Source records

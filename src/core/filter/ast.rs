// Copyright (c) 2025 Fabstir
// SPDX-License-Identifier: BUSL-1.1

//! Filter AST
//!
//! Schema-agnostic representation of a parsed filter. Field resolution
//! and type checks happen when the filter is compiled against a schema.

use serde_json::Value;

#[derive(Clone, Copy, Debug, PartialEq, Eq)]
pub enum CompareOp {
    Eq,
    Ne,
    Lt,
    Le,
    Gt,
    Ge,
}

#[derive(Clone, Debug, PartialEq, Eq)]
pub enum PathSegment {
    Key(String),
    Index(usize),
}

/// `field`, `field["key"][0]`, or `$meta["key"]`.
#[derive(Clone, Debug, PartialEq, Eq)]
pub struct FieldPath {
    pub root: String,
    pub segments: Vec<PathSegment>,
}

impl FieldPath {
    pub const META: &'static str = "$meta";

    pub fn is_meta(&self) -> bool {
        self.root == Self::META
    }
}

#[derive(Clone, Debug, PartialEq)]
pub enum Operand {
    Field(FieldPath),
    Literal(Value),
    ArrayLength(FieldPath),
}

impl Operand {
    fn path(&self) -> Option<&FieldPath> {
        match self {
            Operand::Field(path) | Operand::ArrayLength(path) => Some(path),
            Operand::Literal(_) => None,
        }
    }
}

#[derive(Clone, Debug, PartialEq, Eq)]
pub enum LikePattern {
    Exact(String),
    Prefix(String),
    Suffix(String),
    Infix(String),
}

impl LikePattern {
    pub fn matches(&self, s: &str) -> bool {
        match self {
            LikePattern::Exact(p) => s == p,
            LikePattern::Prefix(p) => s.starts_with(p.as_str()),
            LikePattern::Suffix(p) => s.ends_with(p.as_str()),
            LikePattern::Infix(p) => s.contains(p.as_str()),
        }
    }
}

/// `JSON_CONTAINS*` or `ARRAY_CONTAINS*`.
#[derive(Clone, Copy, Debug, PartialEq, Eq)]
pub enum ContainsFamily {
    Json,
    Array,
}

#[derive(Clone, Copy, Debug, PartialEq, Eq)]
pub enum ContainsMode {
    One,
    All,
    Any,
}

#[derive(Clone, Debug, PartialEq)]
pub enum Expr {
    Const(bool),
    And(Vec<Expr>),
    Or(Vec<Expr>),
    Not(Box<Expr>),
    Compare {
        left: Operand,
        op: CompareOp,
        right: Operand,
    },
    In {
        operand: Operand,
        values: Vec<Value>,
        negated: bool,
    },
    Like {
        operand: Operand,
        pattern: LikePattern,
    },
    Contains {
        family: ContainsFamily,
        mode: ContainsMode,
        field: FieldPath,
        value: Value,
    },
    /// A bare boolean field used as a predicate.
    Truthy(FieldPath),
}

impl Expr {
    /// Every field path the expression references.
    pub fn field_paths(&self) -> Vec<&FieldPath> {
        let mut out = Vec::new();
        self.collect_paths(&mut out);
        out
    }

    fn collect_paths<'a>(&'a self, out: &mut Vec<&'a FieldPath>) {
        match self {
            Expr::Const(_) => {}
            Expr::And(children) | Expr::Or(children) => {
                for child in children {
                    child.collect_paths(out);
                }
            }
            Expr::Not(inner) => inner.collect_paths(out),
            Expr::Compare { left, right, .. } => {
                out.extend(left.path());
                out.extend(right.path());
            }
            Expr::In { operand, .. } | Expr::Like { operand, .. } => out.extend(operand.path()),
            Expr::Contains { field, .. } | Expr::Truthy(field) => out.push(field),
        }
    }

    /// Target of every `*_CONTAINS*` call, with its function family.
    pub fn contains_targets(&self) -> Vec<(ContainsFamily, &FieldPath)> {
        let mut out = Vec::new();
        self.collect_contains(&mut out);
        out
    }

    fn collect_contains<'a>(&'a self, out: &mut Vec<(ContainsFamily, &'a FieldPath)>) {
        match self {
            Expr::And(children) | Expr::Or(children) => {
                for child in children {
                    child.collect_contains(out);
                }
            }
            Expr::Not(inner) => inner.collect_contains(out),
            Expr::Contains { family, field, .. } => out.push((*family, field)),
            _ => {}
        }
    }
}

• [Exercise directions]: Check the lines above and copy each one that includes "Value".

• [Output for this task]:
use serde_json::Value;
    Literal(Value),
        values: Vec<Value>,
        value: Value,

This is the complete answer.